====== The input

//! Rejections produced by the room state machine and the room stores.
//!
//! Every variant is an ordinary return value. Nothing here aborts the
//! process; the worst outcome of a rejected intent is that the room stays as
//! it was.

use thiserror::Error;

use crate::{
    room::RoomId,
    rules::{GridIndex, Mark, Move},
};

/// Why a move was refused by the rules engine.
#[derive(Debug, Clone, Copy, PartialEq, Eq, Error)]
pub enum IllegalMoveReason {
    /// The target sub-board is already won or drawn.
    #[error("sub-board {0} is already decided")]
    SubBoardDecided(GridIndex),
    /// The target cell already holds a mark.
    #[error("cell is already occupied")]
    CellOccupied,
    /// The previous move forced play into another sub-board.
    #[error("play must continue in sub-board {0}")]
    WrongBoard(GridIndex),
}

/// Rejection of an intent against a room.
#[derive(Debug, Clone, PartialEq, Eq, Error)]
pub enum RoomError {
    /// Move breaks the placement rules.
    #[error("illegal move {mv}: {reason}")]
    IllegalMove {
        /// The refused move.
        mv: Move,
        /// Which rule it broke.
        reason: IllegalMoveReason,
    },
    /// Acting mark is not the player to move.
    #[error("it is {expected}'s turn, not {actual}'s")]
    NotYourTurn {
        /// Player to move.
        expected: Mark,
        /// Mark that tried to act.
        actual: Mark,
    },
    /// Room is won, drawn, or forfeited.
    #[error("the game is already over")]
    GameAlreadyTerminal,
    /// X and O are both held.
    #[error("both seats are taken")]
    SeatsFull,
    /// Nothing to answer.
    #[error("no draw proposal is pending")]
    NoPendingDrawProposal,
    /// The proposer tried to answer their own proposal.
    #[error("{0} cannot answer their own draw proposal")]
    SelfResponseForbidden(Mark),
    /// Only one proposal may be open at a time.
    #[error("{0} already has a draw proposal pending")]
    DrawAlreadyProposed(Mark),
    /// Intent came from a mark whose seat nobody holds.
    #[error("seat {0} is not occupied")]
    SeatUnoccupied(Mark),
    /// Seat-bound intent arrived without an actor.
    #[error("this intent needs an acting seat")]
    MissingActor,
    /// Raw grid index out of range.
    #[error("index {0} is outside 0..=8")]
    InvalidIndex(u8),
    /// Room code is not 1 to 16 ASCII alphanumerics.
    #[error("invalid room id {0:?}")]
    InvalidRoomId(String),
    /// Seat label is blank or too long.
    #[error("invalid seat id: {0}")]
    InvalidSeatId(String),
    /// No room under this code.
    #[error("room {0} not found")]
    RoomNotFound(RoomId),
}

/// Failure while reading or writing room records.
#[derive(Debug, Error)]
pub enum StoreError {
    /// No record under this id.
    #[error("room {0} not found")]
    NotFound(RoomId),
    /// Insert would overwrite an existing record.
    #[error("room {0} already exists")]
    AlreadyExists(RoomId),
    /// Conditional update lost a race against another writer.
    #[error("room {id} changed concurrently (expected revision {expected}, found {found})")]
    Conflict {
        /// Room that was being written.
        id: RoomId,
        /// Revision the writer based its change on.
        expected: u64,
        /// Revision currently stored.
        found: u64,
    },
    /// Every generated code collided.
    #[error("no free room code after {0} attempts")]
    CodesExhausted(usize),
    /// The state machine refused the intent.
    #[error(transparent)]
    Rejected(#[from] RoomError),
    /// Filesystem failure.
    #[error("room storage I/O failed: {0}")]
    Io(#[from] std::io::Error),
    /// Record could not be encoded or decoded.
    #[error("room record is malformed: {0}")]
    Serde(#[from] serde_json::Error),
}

============

▸ Task prompt: Give back exactly the lines of the listing, starting with the first and ending with the one bearing "without an actor.". Add no other lines.

▸ Completed exercise:
//! Rejections produced by the room state machine and the room stores.
//!
//! Every variant is an ordinary return value. Nothing here aborts the
//! process; the worst outcome of a rejected intent is that the room stays as
//! it was.

use thiserror::Error;

use crate::{
    room::RoomId,
    rules::{GridIndex, Mark, Move},
};

/// Why a move was refused by the rules engine.
#[derive(Debug, Clone, Copy, PartialEq, Eq, Error)]
pub enum IllegalMoveReason {
    /// The target sub-board is already won or drawn.
    #[error("sub-board {0} is already decided")]
    SubBoardDecided(GridIndex),
    /// The target cell already holds a mark.
    #[error("cell is already occupied")]
    CellOccupied,
    /// The previous move forced play into another sub-board.
    #[error("play must continue in sub-board {0}")]
    WrongBoard(GridIndex),
}

/// Rejection of an intent against a room.
#[derive(Debug, Clone, PartialEq, Eq, Error)]
pub enum RoomError {
    /// Move breaks the placement rules.
    #[error("illegal move {mv}: {reason}")]
    IllegalMove {
        /// The refused move.
        mv: Move,
        /// Which rule it broke.
        reason: IllegalMoveReason,
    },
    /// Acting mark is not the player to move.
    #[error("it is {expected}'s turn, not {actual}'s")]
    NotYourTurn {
        /// Player to move.
        expected: Mark,
        /// Mark that tried to act.
        actual: Mark,
    },
    /// Room is won, drawn, or forfeited.
    #[error("the game is already over")]
    GameAlreadyTerminal,
    /// X and O are both held.
    #[error("both seats are taken")]
    SeatsFull,
    /// Nothing to answer.
    #[error("no draw proposal is pending")]
    NoPendingDrawProposal,
    /// The proposer tried to answer their own proposal.
    #[error("{0} cannot answer their own draw proposal")]
    SelfResponseForbidden(Mark),
    /// Only one proposal may be open at a time.
    #[error("{0} already has a draw proposal pending")]
    DrawAlreadyProposed(Mark),
    /// Intent came from a mark whose seat nobody holds.
    #[error("seat {0} is not occupied")]
    SeatUnoccupied(Mark),
    /// Seat-bound intent arrived without an actor.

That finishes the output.